Source data START
//! List key and `unique` constraint checks (spec §4.3.3).

use std::collections::HashSet;

use yangl_support::{Diag, Status, ValidationCode};

use crate::schema::{Context, NodeId, SchemaNodeKind, Subject, TypeKind};
use crate::unres_schema::UnresSchemaItem;

/// # Errors
/// Returns [`Diag::Validation`] for a missing key list, a duplicate key
/// name, a key of type `empty`, a key whose `config` disagrees with its
/// list, or a key that is not an immediate-child leaf; `Ok(false)` when
/// a named key does not exist among the list's children yet.
pub fn try_resolve_keys(ctx: &mut Context, item: &UnresSchemaItem) -> Result<bool, Diag> {
  let Subject::Node(list_id) = item.subject else {
    return Err(Diag::Internal("ListKeys item must target a node".into()));
  };

  let names: Vec<&str> = item.argument.split_whitespace().collect();
  if names.is_empty() {
    return Err(Diag::validation(ValidationCode::KeyMissing, "list has no keys"));
  }

  let list_config = ctx.node(list_id).flags.config;
  let children = ctx.node(list_id).children.clone();
  let mut seen = HashSet::new();
  let mut resolved = Vec::with_capacity(names.len());

  for name in &names {
    if !seen.insert(*name) {
      return Err(Diag::validation(ValidationCode::KeyDup, format!("duplicate key \"{name}\"")));
    }

    let Some(&leaf_id) = children.iter().find(|&&id| ctx.node(id).name.as_ref() == *name) else {
      return Ok(false);
    };

    let node = ctx.node(leaf_id);
    let SchemaNodeKind::Leaf { ty, .. } = &node.kind else {
      return Err(Diag::validation(ValidationCode::KeyMissing, format!("key \"{name}\" is not a leaf")));
    };
    if matches!(ty.kind, TypeKind::Empty) {
      return Err(Diag::validation(ValidationCode::KeyType, format!("key \"{name}\" may not have type empty")));
    }
    if node.when.is_some() {
      return Err(Diag::validation(ValidationCode::KeyType, format!("key \"{name}\" may not have a when condition")));
    }
    if node.flags.config != list_config {
      return Err(Diag::validation(
        ValidationCode::KeyConfig,
        format!("key \"{name}\" config does not match its list's"),
      ));
    }
    if !Status::may_reference(ctx.node(list_id).flags.status, node.flags.status) {
      return Err(Diag::validation(
        ValidationCode::KeyType,
        format!("key \"{name}\" has a less stable status than its list"),
      ));
    }

    resolved.push(leaf_id);
  }

  if let SchemaNodeKind::List { keys, .. } = &mut ctx.node_mut(list_id).kind {
    *keys = resolved;
  }
  Ok(true)
}

/// # Errors
/// Returns [`Diag::Validation`] (`PathInKey`) if a `unique` path steps
/// through a descendant `List` before reaching its leaf; `Ok(false)`
/// when a segment does not exist yet.
pub fn try_resolve_unique(ctx: &mut Context, item: &UnresSchemaItem) -> Result<bool, Diag> {
  let Subject::Node(list_id) = item.subject else {
    return Err(Diag::Internal("ListUniq item must target a node".into()));
  };

  let mut group = Vec::new();
  for token in item.argument.split_whitespace() {
    match resolve_unique_path(ctx, list_id, token)? {
      Some(leaf_id) => group.push(leaf_id),
      None => return Ok(false),
    }
  }

  if let SchemaNodeKind::List { unique, .. } = &mut ctx.node_mut(list_id).kind {
    unique.push(group);
  }
  Ok(true)
}

fn resolve_unique_path(ctx: &Context, list_id: NodeId, path: &str) -> Result<Option<NodeId>, Diag> {
  let segments: Vec<&str> = path.split('/').collect();
  let mut cur = list_id;

  for (idx, seg) in segments.iter().enumerate() {
    let name = seg.rsplit(':').next().unwrap_or(seg);
    let Some(next) = ctx.node(cur).children.iter().copied().find(|&id| ctx.node(id).name.as_ref() == name) else {
      return Ok(None);
    };

    let is_last = idx + 1 == segments.len();
    if !is_last && matches!(ctx.node(next).kind, SchemaNodeKind::List { .. }) {
      return Err(Diag::validation(
        ValidationCode::PathInKey,
        format!("unique path \"{path}\" crosses into a descendant list"),
      ));
    }
    cur = next;
  }

  Ok(Some(cur))
}
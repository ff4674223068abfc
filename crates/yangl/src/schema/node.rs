use yangl_support::Status;

use super::context::{IdentityId, ModuleId, NodeId, TypedefId};
use super::types::{Refine, Type};

/// Shared header every schema node variant carries, matching spec's
/// `SchemaNode` "shared fields" (name, owning module, parent, ordered
/// children, flags). Children are owned exclusively by their parent;
/// everything else ([`super::context::Context`]-level lookups) crosses
/// this boundary through [`NodeId`] rather than a smart pointer.
#[derive(Debug, Clone)]
pub struct SchemaNode {
  pub name: yangl_support::Atom,
  pub module: ModuleId,
  pub parent: Option<NodeId>,
  pub children: Vec<NodeId>,
  pub flags: NodeFlags,
  pub kind: SchemaNodeKind,
  /// `when` condition gating this node's existence in a data tree, if
  /// any. Set after allocation since it is independent of `kind`.
  pub when: Option<String>,
  /// `must` constraints evaluated against instances of this node.
  pub must: Vec<MustClause>,
}

/// One `must` sub-statement: the XPath boolean expression plus the
/// optional diagnostic text RFC 7950 lets it override.
#[derive(Debug, Clone)]
pub struct MustClause {
  pub expr: String,
  pub error_message: Option<String>,
  pub error_app_tag: Option<String>,
}

#[derive(Debug, Clone, Copy)]
pub struct NodeFlags {
  pub config: bool,
  /// Whether `config` was explicitly stated on this node (`LYS_CONFIG_SET`)
  /// versus inherited from its parent; augment/refine config propagation
  /// consults this to decide whether a descendant may be overridden.
  pub config_set: bool,
  pub status: Status,
  pub mandatory: bool,
}

impl Default for NodeFlags {
  fn default() -> Self {
    Self {
      config: true,
      config_set: false,
      status: Status::Current,
      mandatory: false,
    }
  }
}

#[derive(Debug, Clone)]
pub enum SchemaNodeKind {
  Container {
    presence: Option<String>,
  },
  Leaf {
    ty: Type,
    default: Option<String>,
  },
  LeafList {
    ty: Type,
    min_elements: u32,
    max_elements: Option<u32>,
  },
  List {
    keys: Vec<NodeId>,
    key_names: String,
    unique: Vec<Vec<NodeId>>,
    min_elements: u32,
    max_elements: Option<u32>,
  },
  Choice {
    default_case: Option<NodeId>,
    default_case_name: Option<String>,
  },
  Case,
  AnyXml,
  Uses {
    grouping_name: String,
    grouping: Option<NodeId>,
    refines: Vec<Refine>,
    augments: Vec<NodeId>,
  },
  Grouping,
  Augment {
    target_name: String,
    target: Option<NodeId>,
  },
  Rpc,
  Input,
  Output,
  Notif,
}

impl SchemaNodeKind {
  #[must_use]
  pub fn type_mask_bit(&self) -> NodeTypeMask {
    match self {
      Self::Container { .. } => NodeTypeMask::CONTAINER,
      Self::Leaf { .. } => NodeTypeMask::LEAF,
      Self::LeafList { .. } => NodeTypeMask::LEAF_LIST,
      Self::List { .. } => NodeTypeMask::LIST,
      Self::Choice { .. } => NodeTypeMask::CHOICE,
      Self::Case => NodeTypeMask::CASE,
      Self::AnyXml => NodeTypeMask::ANYXML,
      Self::Uses { .. } => NodeTypeMask::USES,
      Self::Grouping => NodeTypeMask::GROUPING,
      Self::Augment { .. } => NodeTypeMask::AUGMENT,
      Self::Rpc => NodeTypeMask::RPC,
      Self::Input => NodeTypeMask::INPUT,
      Self::Output => NodeTypeMask::OUTPUT,
      Self::Notif => NodeTypeMask::NOTIF,
    }
  }

  /// Structural nodes the data tree never instantiates directly and whose
  /// children are transparently reachable through them.
  #[must_use]
  pub fn is_structural(&self) -> bool {
    matches!(
      self,
      Self::Uses { .. } | Self::Choice { .. } | Self::Case | Self::Input | Self::Output
    )
  }

  #[must_use]
  pub fn is_terminal(&self) -> bool {
    matches!(self, Self::Leaf { .. } | Self::LeafList { .. } | Self::AnyXml)
  }
}

bitflags::bitflags! {
  /// Mask of acceptable terminal nodetypes for a schema-nodeid resolution,
  /// and the per-nodetype tag `find_sibling` filters on.
  #[derive(Debug, Clone, Copy, PartialEq, Eq)]
  pub struct NodeTypeMask: u32 {
    const CONTAINER = 1 << 0;
    const LEAF = 1 << 1;
    const LEAF_LIST = 1 << 2;
    const LIST = 1 << 3;
    const CHOICE = 1 << 4;
    const CASE = 1 << 5;
    const ANYXML = 1 << 6;
    const USES = 1 << 7;
    const GROUPING = 1 << 8;
    const AUGMENT = 1 << 9;
    const RPC = 1 << 10;
    const INPUT = 1 << 11;
    const OUTPUT = 1 << 12;
    const NOTIF = 1 << 13;

    const DATA = Self::CONTAINER.bits() | Self::LEAF.bits() | Self::LEAF_LIST.bits()
      | Self::LIST.bits() | Self::CHOICE.bits() | Self::CASE.bits() | Self::ANYXML.bits();
    const ANY = u32::MAX;
  }
}

/// `NodeId`s a typedef/identity/leafref reference may target, decoupled
/// from [`NodeId`] so the worklist and resolver can address the three
/// arenas uniformly.
#[derive(Debug, Clone, Copy, PartialEq, Eq, Hash)]
pub enum Subject {
  Node(NodeId),
  Typedef(TypedefId),
  Identity(IdentityId),
}
//! Process-wide logging is explicitly disallowed by spec §9 ("global
//! mutable error state... replace with... the logger callback is a field
//! on the Context"). `Logger` is that field: verbosity plus an optional
//! callback, owned by each [`crate::schema::Context`] rather than shared.

use yangl_support::{Level, format_default};

pub type LogCallback = std::sync::Arc<dyn Fn(Level, &str, Option<&str>) + Send + Sync>;

pub struct Logger {
  verbosity: Level,
  callback: Option<LogCallback>,
  include_path: bool,
}

impl Default for Logger {
  fn default() -> Self {
    Self {
      verbosity: Level::Error,
      callback: None,
      include_path: true,
    }
  }
}

impl Logger {
  pub fn set_verbosity(&mut self, level: Level) {
    self.verbosity = level;
  }

  pub fn set_callback(&mut self, callback: Option<LogCallback>, include_path: bool) {
    self.callback = callback;
    self.include_path = include_path;
  }

  #[must_use]
  pub fn callback(&self) -> Option<&LogCallback> {
    self.callback.as_ref()
  }

  pub fn log(&self, level: Level, message: &str, path: Option<&str>) {
    if level > self.verbosity {
      return;
    }

    let path = if self.include_path { path } else { None };

    match &self.callback {
      Some(cb) => cb(level, message, path),
      None => eprintln!("{}", format_default(level, message, path)),
    }
  }
}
Source data END
[Aim of the exercise] Tally the lines of the records that contain "IdentityId", then write only the total.

[Exercise answer] 2